I am about to start a reread of The Great Conversation, which is the first volume of the The Great Books of the Western World collection. This slim volume was written by Robert Maynard Hutchins, who served as President of the University of Chicago, and the Editor in Chief of the Great Books project. As I reread this volume, I have been thinking about the concept of great books, and what is meant by the western canon.
Canon is not a checklist
Reading from a canon is not, by itself, the goal. I am not arguing against reading canonical works. I am arguing against treating them as a box-checking exercise. If I am only reading “Great Books” and checking titles off a list, I am missing the point.
Adler’s work on the Syntopicon (to accompany the 54 volumes of Great Books of the Western World) is a reminder of what the project is for: reading well, reading widely, and making connections across texts and ideas.

Read deeply, and make connections
It is not enough to read books that appear on a canon list. The deeper aim is to read attentively, think carefully about what I am reading, and connect books to other books, questions, and experiences.
A caution: “fetishizing” canonical books
Another temptation is to fetishize canonical books, telling ourselves that if a book is old, it must be superior. Even then, I think we can miss the point.
When the editors (including Adler) assembled Great Books of the Western World, they intentionally excluded many newer works. That decision was not necessarily because newer books cannot be good. It was because canon formation, in this sense, has something to do with staying power.
Socrates is not “great” merely because the works are old. Socrates is read now. Readers are still impacted, still drawing wisdom, and still making connections centuries later. Darwin is similar: even when specific scientific claims do not hold up, the habits of inquiry and the intellectual background remain instructive.
Many books written in the past few decades may eventually have that kind of staying power. They may be read for the next fifty or one hundred years, and people may continue to draw insight from them. But there is usually a (not formal, but real) process of time and testing: we watch whether a book continues to matter.

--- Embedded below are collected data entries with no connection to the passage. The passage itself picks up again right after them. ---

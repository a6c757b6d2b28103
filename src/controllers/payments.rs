//! Gateway-facing endpoints: the three back-URLs the payer is redirected to,
//! payment retries for unpaid bookings and a few lookups.
//!
//! The back-URLs are unauthenticated and trust their query parameters.

use axum::{
    extract::{Path, Query, State},
    response::IntoResponse,
    routing::{get, post},
    Json, Router,
};
use serde::Serialize;
use std::sync::Arc;
use uuid::Uuid;

use super::{ok, ApiResponse};
use crate::error::AppResult;
use crate::middleware::{AdminUser, AuthUser};
use crate::services::{RedirectOutcome, RedirectParams, RedirectReport};
use crate::AppState;

pub fn routes() -> Router<Arc<AppState>> {
    Router::new()
        .route("/payments/success", get(payment_success))
        .route("/payments/failure", get(payment_failure))
        .route("/payments/pending", get(payment_pending))
        .route("/payments/public-key", get(public_key))
        .route("/bookings/{id}/payment", post(retry_payment))
        .route("/bookings/{id}/payments", get(booking_payments))
        .route("/admin/payments/{payment_id}", get(gateway_payment))
}

/* ---------- REDIRECTS ---------- */

async fn reconcile(
    state: &AppState,
    outcome: RedirectOutcome,
    params: RedirectParams,
) -> AppResult<Json<ApiResponse<RedirectReport>>> {
    let report = state
        .bookings
        .payments
        .reconcile_redirect(outcome, params)
        .await?;
    Ok(ok(report))
}

// GET /api/payments/success
async fn payment_success(
    State(state): State<Arc<AppState>>,
    Query(params): Query<RedirectParams>,
) -> AppResult<impl IntoResponse> {
    reconcile(&state, RedirectOutcome::Success, params).await
}

// GET /api/payments/failure
async fn payment_failure(
    State(state): State<Arc<AppState>>,
    Query(params): Query<RedirectParams>,
) -> AppResult<impl IntoResponse> {
    reconcile(&state, RedirectOutcome::Failure, params).await
}

// GET /api/payments/pending
async fn payment_pending(
    State(state): State<Arc<AppState>>,
    Query(params): Query<RedirectParams>,
) -> AppResult<impl IntoResponse> {
    reconcile(&state, RedirectOutcome::Pending, params).await
}

/* ---------- CHECKOUT ---------- */

#[derive(Debug, Serialize)]
struct PaymentLink {
    preference_id: String,
    payment_url: String,
}

// POST /api/bookings/{id}/payment
async fn retry_payment(
    State(state): State<Arc<AppState>>,
    user: AuthUser,
    Path(id): Path<Uuid>,
) -> AppResult<impl IntoResponse> {
    let preference = state
        .bookings
        .payments
        .retry_preference(id, user.id, user.display_name())
        .await?;
    Ok(ok(PaymentLink {
        preference_id: preference.id,
        payment_url: preference.init_point,
    }))
}

// GET /api/bookings/{id}/payments
async fn booking_payments(
    State(state): State<Arc<AppState>>,
    user: AuthUser,
    Path(id): Path<Uuid>,
) -> AppResult<impl IntoResponse> {
    let payments = state
        .bookings
        .payments
        .payments_for_booking(id, user.id, user.is_admin())
        .await?;
    Ok(ok(payments))
}

// GET /api/payments/public-key
async fn public_key(State(state): State<Arc<AppState>>) -> impl IntoResponse {
    ok(serde_json::json!({ "public_key": state.bookings.payments.public_key() }))
}

// GET /api/admin/payments/{payment_id}
async fn gateway_payment(
    State(state): State<Arc<AppState>>,
    _admin: AdminUser,
    Path(payment_id): Path<String>,
) -> AppResult<impl IntoResponse> {
    Ok(ok(state.bookings.payments.payment_info(&payment_id).await?))
}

Not every old book belongs on the shelf
I see this in book communities that focus on preserving older books. People post photos from estate sales or used bookstores and ask, “Is anything here worth taking?” You might see thirty old titles, and a few are genuinely worth grabbing. But many are not.
Not every book deserves a permanent place on my bookshelf, and not every book deserves a place in what we call a canon.
“Canon” also depends on what world you are talking about
There is another, larger issue: what we mean by the word canon.
The Great Books of the Western World project draws from a particular region and tradition: Europe, the Near East, and the Greek and Roman world. That does not mean works outside that tradition are not worth reading. It means they are not included in that particular canon.
Robert Maynard Hutchins, in the Preface to The Great Conversation, points out that omission of Eastern works from the Great Books of the Western World was not an attempt to depreciate them, but rather because ‘the great conversation” that they were following was peculiar to Western works – meaning that Western writers were following this thread over hundred and hundreds of years. He expressed hope that editors familiar with Eastern works and traditions would at some point assemble a similar canon.
Making room for other canons
So, if I accept the Western canon as “the list,” and I only work my way through it, I risk a narrow education. Even if those books deserve deep attention, I should leave room for other canons.
Compiling a list of “great books” of the Eastern world has become somewhat of a side project of mine.
Even in my first few passes, I have been struck by how much is out there: literature, prose, poetry, philosophy, and religious texts.
I am Western, I live in a Western country, and I am immersed in Western literature. That shapes what I see first.
But the more I look, the more obvious it becomes that there is a vast body of work outside the Western canon that is worthy of consideration.
The scale of the reading life
After reading the first volume, The Great Conversation, and dipping into a few topics in the Syntopicon, I am reminded that even the Western canon alone is a tremendous amount of reading. And the editors were clear that not everything considered “great” is included in that set.
The Syntopicon also references works that are not in the collection. For instance, many discussions assume access to religious scriptures as separate books.
All of this makes the point sharper: there are more books than I can read, but there is also more wisdom than any one canon can contain. So the aim is not simply “read the canon,” but “read well,” “read wide,” and “make connections,” while remaining open to other traditions that also deserve sustained attention.